─── Record excerpts

//! Job postings published by studios.

use chrono::{DateTime, Utc};
use serde::{Deserialize, Serialize};
use utoipa::ToSchema;
use uuid::Uuid;

use super::{Lifecycle, ListingValidationError, required_text};
use crate::domain::UserId;

/// Fields supplied by an employer when publishing a posting.
#[derive(Debug, Clone, Default, PartialEq, Eq, Serialize, Deserialize, ToSchema)]
#[serde(rename_all = "camelCase")]
pub struct PostingDraft {
    /// Headline.
    pub title: String,
    /// Free-text location.
    pub location: String,
    /// Yoga style.
    pub category: String,
    /// Required experience.
    pub experience: Option<String>,
    /// Compensation text.
    pub compensation: Option<String>,
    /// Body text.
    pub description: Option<String>,
}

/// A published job posting.
#[derive(Debug, Clone, PartialEq, Eq, Serialize, ToSchema)]
#[serde(rename_all = "camelCase")]
pub struct Posting {
    /// Identifier.
    pub id: Uuid,
    /// Publishing user.
    #[schema(value_type = String)]
    pub owner: UserId,
    /// Headline.
    pub title: String,
    /// Free-text location.
    pub location: String,
    /// Yoga style.
    pub category: String,
    /// Required experience.
    pub experience: Option<String>,
    /// Compensation text.
    pub compensation: Option<String>,
    /// Body text.
    pub description: Option<String>,
    /// Status and timestamps.
    pub lifecycle: Lifecycle,
}

impl Posting {
    /// Validate a draft and open a new posting at `now`.
    ///
    /// # Errors
    /// Returns [`ListingValidationError::MissingField`] when title, location
    /// or category is blank.
    pub fn publish(
        id: Uuid,
        owner: UserId,
        draft: PostingDraft,
        now: DateTime<Utc>,
    ) -> Result<Self, ListingValidationError> {
        let PostingDraft {
            title,
            location,
            category,
            experience,
            compensation,
            description,
        } = draft;
        Ok(Self {
            id,
            owner,
            title: required_text(title, "title")?,
            location: required_text(location, "location")?,
            category: required_text(category, "category")?,
            experience: optional_text(experience),
            compensation: optional_text(compensation),
            description: optional_text(description),
            lifecycle: Lifecycle::opened_at(now),
        })
    }
}

pub(super) fn optional_text(value: Option<String>) -> Option<String> {
    value
        .map(|text| text.trim().to_owned())
        .filter(|text| !text.is_empty())
}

──────

Everything from the line containing "when title, location" to the end of the records must be written out exactly; include both of those lines and no others.

    /// Returns [`ListingValidationError::MissingField`] when title, location
    /// or category is blank.
    pub fn publish(
        id: Uuid,
        owner: UserId,
        draft: PostingDraft,
        now: DateTime<Utc>,
    ) -> Result<Self, ListingValidationError> {
        let PostingDraft {
            title,
            location,
            category,
            experience,
            compensation,
            description,
        } = draft;
        Ok(Self {
            id,
            owner,
            title: required_text(title, "title")?,
            location: required_text(location, "location")?,
            category: required_text(category, "category")?,
            experience: optional_text(experience),
            compensation: optional_text(compensation),
            description: optional_text(description),
            lifecycle: Lifecycle::opened_at(now),
        })
    }
}

pub(super) fn optional_text(value: Option<String>) -> Option<String> {
    value
        .map(|text| text.trim().to_owned())
        .filter(|text| !text.is_empty())
}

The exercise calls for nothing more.